BEGIN Records provided

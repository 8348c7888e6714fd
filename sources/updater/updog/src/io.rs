//! Bounded fetches: a metadata fetch has one deadline for the whole file, an artifact download has
//! an overall deadline plus one for each request and chunk, metadata has a size limit, and
//! artifacts are checked against their descriptor while they stream to disk.

use crate::error::{self, Result};
use crate::transport::{Transport, TransportErrorKind, TransportStream};
use bytes::Bytes;
use futures::StreamExt;
use ring::digest::{Context, SHA256, SHA512};
use snafu::{ensure, OptionExt, ResultExt};
use std::future::Future;
use std::time::Duration;
use tokio::io::{AsyncWrite, AsyncWriteExt};
use tuf_schema::{Hashes, Target};
use url::Url;

/// A transport plus the deadlines applied to its operations.
#[derive(Debug, Clone, Copy)]
pub(crate) struct Fetcher<'a> {
    transport: &'a dyn Transport,
    timeout: Duration,
    download_timeout: Duration,
}

async fn deadline<F: Future>(limit: Duration, url: &Url, fut: F) -> Result<F::Output> {
    tokio::time::timeout(limit, fut)
        .await
        .ok()
        .context(error::TimeoutSnafu {
            url: url.clone(),
            secs: limit.as_secs(),
        })
}

impl<'a> Fetcher<'a> {
    pub(crate) fn new(
        transport: &'a dyn Transport,
        timeout: Duration,
        download_timeout: Duration,
    ) -> Self {
        Self {
            transport,
            timeout,
            download_timeout,
        }
    }

    /// Starts a request; `None` means the file doesn't exist.
    async fn open(&self, url: &Url) -> Result<Option<TransportStream>> {
        match deadline(self.timeout, url, self.transport.fetch(url.clone())).await? {
            Ok(stream) => Ok(Some(stream)),
            Err(e) if e.kind() == TransportErrorKind::FileNotFound => Ok(None),
            Err(e) => Err(e).context(error::TransportSnafu { url: url.clone() }),
        }
    }

    async fn next_chunk(&self, url: &Url, stream: &mut TransportStream) -> Result<Option<Bytes>> {
        deadline(self.timeout, url, stream.next())
            .await?
            .transpose()
            .context(error::TransportSnafu { url: url.clone() })
    }

    /// Fetches a whole file of at most `max_size` bytes, or `None` if it doesn't exist. The fetch
    /// as a whole must finish within the timeout, however the server paces its chunks.
    pub(crate) async fn fetch_optional(&self, url: &Url, max_size: u64) -> Result<Option<Vec<u8>>> {
        deadline(self.timeout, url, self.read_all(url, max_size)).await?
    }

    async fn read_all(&self, url: &Url, max_size: u64) -> Result<Option<Vec<u8>>> {
        let Some(mut stream) = self.open(url).await? else {
            return Ok(None);
        };
        let mut data = Vec::new();
        while let Some(chunk) = self.next_chunk(url, &mut stream).await? {
            ensure!(
                data.len() as u64 + chunk.len() as u64 <= max_size,
                error::MetadataTooLargeSnafu {
                    url: url.clone(),
                    max_size
                }
            );
            data.extend_from_slice(&chunk);
        }
        Ok(Some(data))
    }

    /// Like [`Fetcher::fetch_optional`], but a missing file is an error.
    pub(crate) async fn fetch(&self, url: &Url, max_size: u64) -> Result<Vec<u8>> {
        self.fetch_optional(url, max_size)
            .await?
            .context(error::MetadataMissingSnafu { url: url.clone() })
    }

    /// Streams the artifact for `target` into `dest`, failing as soon as it grows past the
    /// descriptor's length, and checks length and digests at the end. On error the caller must
    /// discard whatever was written.
    pub(crate) async fn download<W>(&self, url: &Url, target: &Target, dest: &mut W) -> Result<()>
    where
        W: AsyncWrite + Unpin,
    {
        deadline(
            self.download_timeout,
            url,
            self.stream_to(url, target, dest),
        )
        .await?
    }

    async fn stream_to<W>(&self, url: &Url, target: &Target, dest: &mut W) -> Result<()>
    where
        W: AsyncWrite + Unpin,
    {
        let mut stream = self
            .open(url)
            .await?
            .context(error::MetadataMissingSnafu { url: url.clone() })?;
        let mut verifier = Verifier::new(target);
        while let Some(chunk) = self.next_chunk(url, &mut stream).await? {
            ensure!(
                verifier.update(&chunk),
                error::ArtifactLengthSnafu {
                    url: url.clone(),
                    length: target.length,
                }
            );
            dest.write_all(&chunk)
                .await
                .context(error::WriteSnafu { path: url.path() })?;
        }
        dest.flush()
            .await
            .context(error::WriteSnafu { path: url.path() })?;
        let actual = verifier.received;
        ensure!(
            verifier.finish(),
            error::ArtifactMismatchSnafu {
                url: url.clone(),
                expected: target.length,
                actual,
            }
        );
        Ok(())
    }
}

/// Running length and digests of a download.
struct Verifier<'a> {
    target: &'a Target,
    received: u64,
    sha256: Context,
    sha512: Context,
}

impl<'a> Verifier<'a> {
    fn new(target: &'a Target) -> Self {
        Self {
            target,
            received: 0,
            sha256: Context::new(&SHA256),
            sha512: Context::new(&SHA512),
        }
    }

    /// Returns false once more data has arrived than the descriptor allows.
    fn update(&mut self, chunk: &[u8]) -> bool {
        self.received += chunk.len() as u64;
        if self.received > self.target.length {
            return false;
        }
        self.sha256.update(chunk);
        self.sha512.update(chunk);
        true
    }

    fn finish(self) -> bool {
        let calculated = Hashes {
            sha256: self.sha256.finish().as_ref().into(),
            sha512: Some(self.sha512.finish().as_ref().into()),
        };
        self.received == self.target.length && self.target.hashes.matches(&calculated)
    }
}

#[cfg(test)]
mod tests {
    use super::*;
    use crate::error::Error;
    use crate::transport::{FilesystemTransport, TransportError};
    use async_trait::async_trait;
    use semver::Version;
    use std::time::Instant;
    use tuf_schema::TargetCustom;

    const SECS_5: Duration = Duration::from_secs(5);

    /// Serves `data` one byte at a time, `interval` apart.
    #[derive(Debug)]
    struct DripTransport {
        data: Vec<u8>,
        interval: Duration,
    }

    #[async_trait]
    impl Transport for DripTransport {
        async fn fetch(&self, _url: Url) -> std::result::Result<TransportStream, TransportError> {
            let interval = self.interval;
            let bytes = self.data.clone().into_iter();
            Ok(futures::stream::iter(bytes)
                .then(move |byte| async move {
                    tokio::time::sleep(interval).await;
                    Ok::<_, TransportError>(Bytes::from(vec![byte]))
                })
                .boxed())
        }
    }

    fn target(data: &[u8]) -> Target {
        Target {
            length: data.len() as u64,
            hashes: Hashes::compute(data),
            custom: TargetCustom {
                name: "demo".to_owned(),
                version: Version::new(1, 0, 0),
            },
        }
    }

    fn serve(dir: &tempfile::TempDir, name: &str, data: &[u8]) -> Url {
        let path = dir.path().join(name);
        std::fs::write(&path, data).unwrap();
        Url::from_file_path(path).unwrap()
    }

    #[tokio::test]
    async fn metadata_size_limit() {
        let dir = tempfile::tempdir().unwrap();
        let url = serve(&dir, "hello", b"hello");
        let fetcher = Fetcher::new(&FilesystemTransport, SECS_5, SECS_5);

        assert_eq!(fetcher.fetch(&url, 5).await.unwrap(), b"hello");
        assert!(matches!(
            fetcher.fetch(&url, 4).await,
            Err(Error::MetadataTooLarge { .. })
        ));
        let missing = Url::from_file_path(dir.path().join("missing")).unwrap();
        assert!(fetcher.fetch_optional(&missing, 5).await.unwrap().is_none());
    }

    #[tokio::test]
    async fn download_checks_digests() {
        let dir = tempfile::tempdir().unwrap();
        let fetcher = Fetcher::new(&FilesystemTransport, SECS_5, SECS_5);
        let url = serve(&dir, "demo-1.0.0.tar.gz", b"hello");

        let mut out = Vec::new();
        fetcher
            .download(&url, &target(b"hello"), &mut out)
            .await
            .unwrap();
        assert_eq!(out, b"hello");

        let err = fetcher
            .download(&url, &target(b"jello"), &mut Vec::new())
            .await
            .unwrap_err();
        assert!(matches!(err, Error::ArtifactMismatch { .. }), "{err}");

        let err = fetcher
            .download(&url, &target(b"hell"), &mut Vec::new())
            .await
            .unwrap_err();
        assert!(matches!(err, Error::ArtifactLength { .. }), "{err}");

        let err = fetcher
            .download(&url, &target(b"hello!"), &mut Vec::new())
            .await
            .unwrap_err();
        assert!(matches!(err, Error::ArtifactMismatch { .. }), "{err}");
    }

    #[tokio::test]
    async fn slow_metadata_fetch_times_out_as_a_whole() {
        let transport = DripTransport {
            data: vec![b'x'; 64],
            interval: Duration::from_millis(100),
        };
        let fetcher = Fetcher::new(&transport, Duration::from_secs(1), SECS_5);
        let url = Url::parse("https://example.com/timestamp.json").unwrap();

        let started = Instant::now();
        let err = fetcher.fetch(&url, 1024).await.unwrap_err();
        assert!(matches!(err, Error::Timeout { secs: 1, .. }), "{err}");
        assert!(started.elapsed() < Duration::from_secs(3));
    }

    #[tokio::test]
    async fn slow_download_times_out_as_a_whole() {
        let data = vec![b'x'; 64];
        let transport = DripTransport {
            data: data.clone(),
            interval: Duration::from_millis(100),
        };
        let fetcher = Fetcher::new(&transport, SECS_5, Duration::from_secs(1));
        let url = Url::parse("https://example.com/demo-1.0.0.tar.gz").unwrap();

        let started = Instant::now();
        let err = fetcher
            .download(&url, &target(&data), &mut Vec::new())
            .await
            .unwrap_err();
        assert!(matches!(err, Error::Timeout { secs: 1, .. }), "{err}");
        assert!(started.elapsed() < Duration::from_secs(3));
    }
}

END Records provided

What you need to do:
For every line in the data above that has the string "exist", return that line.

Solved exercise:
    /// Starts a request; `None` means the file doesn't exist.
    /// Fetches a whole file of at most `max_size` bytes, or `None` if it doesn't exist. The fetch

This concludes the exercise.